I have re-read the last few pages of your thread and now I have a question, what choke cores are you using now? The page link you posted for amorphous nanocrystalline cores, I did not follow the link at the time as I assumed that you had found suitable similar cores.  After taking a closer look, the ferrite in my opinion is totally unsuitable for this type of inverter.  It is usually used for transformers and EMI filters which require no energy storage, just energy transfer.

Maybe I read it wrong but it sounded like you gapped some of these cores so they would have lower inductance and have some energy storage characteristic. I strongly advise you reconsider those cores and go for the powdered iron type cores instead. I would use steel c cores gapped due to their softer saturation behaviour before I would use gapped ferrite .

Sorry to hear of the failure - maybe you no longer use the ferrite amorphous nanocrystalline cores in which case I will have a rethink as to what else may have caused the failure ?

Great pictures and good to see the setup you have put together.
Edited 2026-01-05 11:13 by wiseguy

Thanks for the comments!

  KeepIS said  

Replace the gate resistors, they can be compromised, I had that issue after the old changeover ATS I was using arched Mains AC to Inverter AC and took out a few FETs.

I did measure them, but you're right they're easily replaced.

  wiseguy said  

I have re-read the last few pages of your thread and now I have a question, what choke cores are you using now?

I never actually used the gapped amorphous nanocrystalline cores on the inverter.  I have always used 2 sets of 5 stacked MS-184040-2 cores (sendust) with 9 turns, each resulting in 38uH at 5 amps, 25uH at 80 amps, dropping to 15uH at 160 amps.
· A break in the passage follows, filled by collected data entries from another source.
use clap::Parser;
use crossterm::event::Event;
use std::{fmt::Display, panic::AssertUnwindSafe, path::PathBuf, time::Duration};

use deck::{load_deck, Deck, DeckError};
use rand::Rng;
use scores::{Persist, ScoreStore, UserRecord};
use session::{Outcome, Session, SessionStats};
use terminal::TerminalWrapper;
use widget::QuizWidget;

mod cli;
pub mod deck;
mod event;
mod logging;
pub mod scores;
pub mod selector;
pub mod session;
mod terminal;
mod widget;

pub fn run() -> Result<SessionStats, QuizError> {
    let cli = cli::QuizCli::parse();

    if let Some(path) = cli.log.as_deref() {
        if let Err(err) = logging::init(path) {
            eprintln!("Unable to log to {}: {err}", path.display());
        }
    }

    let (deck, store, record) = prepare(cli.deck, cli.scores)?;
    let frame = Duration::from_secs(1) / cli.fps;
    let mut session = Session::new(&deck, record, store, rand::thread_rng());

    std::panic::catch_unwind(AssertUnwindSafe(|| -> Result<(), QuizError> {
        //NOTE: From this point, stdout/stderr will not be usable, hence we
        //need to catch any panics, since they are not loggable. Mapping to
        //QuizError allows us to gracefully exit and report the panic.
        let term = &mut TerminalWrapper::new().map_err(UiError::Io)?;
        run_session(term, &mut session, frame)
    }))
    .map_err(|err| {
        QuizError::Panic(if let Some(msg) = err.downcast_ref::<String>() {
            msg.clone()
        } else if let Some(msg) = err.downcast_ref::<&str>() {
            (*msg).to_owned()
        } else {
            "Unknown panic occurred".to_owned()
        })
    })??;

    Ok(session.stats())
}

///Loads everything the session needs. The deck comes first, so a bad deck
///stops the program before the score file is looked at.
fn prepare(
    deck_path: PathBuf,
    scores_path: Option<PathBuf>,
) -> Result<(Deck, ScoreStore, UserRecord), QuizError> {
    let deck = load_deck(&deck_path)?;
    let store = scores_path
        .map(ScoreStore::new)
        .unwrap_or_else(ScoreStore::in_user_home);
    let record = store.load();

    tracing::info!(path = %store.path().display(), "Using score file");

    Ok((deck, store, record))
}

fn run_session<R: Rng, S: Persist>(
    term: &mut TerminalWrapper,
    session: &mut Session<R, S>,
    frame: Duration,
) -> Result<(), QuizError> {
    loop {
        term.render_widget(QuizWidget::new(&session.view(), session.stats()))?;

        if dispatch(session, event::poll_events(frame)?) == Outcome::Quit {
            return Ok(());
        }
    }
}

///Feeds a batch of terminal events to the session, mapping each one against
///the mode the previous one left behind.
fn dispatch<R: Rng, S: Persist>(
    session: &mut Session<R, S>,
    events: impl IntoIterator<Item = Event>,
) -> Outcome {
    for event in events {
        let Some(input) = event::match_user_input(event, session.awaiting_continue()) else {
            continue;
        };

        if session.handle(input) == Outcome::Quit {
            return Outcome::Quit;
        }
    }

    Outcome::Continue
}

#[derive(Debug)]
pub enum QuizError {
    Deck(DeckError),
    Ui(UiError),
    Panic(String),
}

impl Display for QuizError {
    fn fmt(&self, f: &mut std::fmt::Formatter<'_>) -> std::fmt::Result {
        match self {
            Self::Deck(err) => f.write_fmt(format_args!("Deck: {err}")),
            Self::Ui(err) => f.write_fmt(format_args!("Ui: {err}")),
            Self::Panic(err) => f.write_fmt(format_args!("Panicked: {err}")),
        }
    }
}

impl From<DeckError> for QuizError {
    fn from(err: DeckError) -> Self {
        Self::Deck(err)
    }
}

impl From<UiError> for QuizError {
    fn from(err: UiError) -> Self {
        Self::Ui(err)
    }
}

#[derive(Debug)]
pub enum UiError {
    Io(std::io::Error),
}

impl Display for UiError {
    fn fmt(&self, f: &mut std::fmt::Formatter<'_>) -> std::fmt::Result {
        match self {
            Self::Io(err) => f.write_fmt(format_args!("IoError: {err}")),
        }
    }
}

impl From<std::io::Error> for UiError {
    fn from(err: std::io::Error) -> Self {
        UiError::Io(err)
    }
}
I need to look further to see if I can find any other issues...

Since you are not using the typical 48V battery bank with the HY4008/HY5608 setup ...

Did you ever check the gate drive waveforms?  Just to rule out potential anomalies that could have degraded the MOSFETs over time.

  analog8484 said  

Since you are not using the typical 48V battery bank with the HY4008/HY5608 setup ...

Did you ever check the gate drive waveforms?  Just to rule out potential anomalies that could have degraded the MOSFETs over time.

Thanks for the suggestion.  I believe I did check the waveforms when I first got things running, because the power draw was a little more than I was expecting.  Of course this is a while ago, so I don't remember details exactly.  

At this point, I have a few parts on order from Digikey, so I can complete the build on 2 complete sets of boards.  This way I will have 2 complete running sets of boards to play with/compare.

Once I have these boards running, I should have some time to review everything.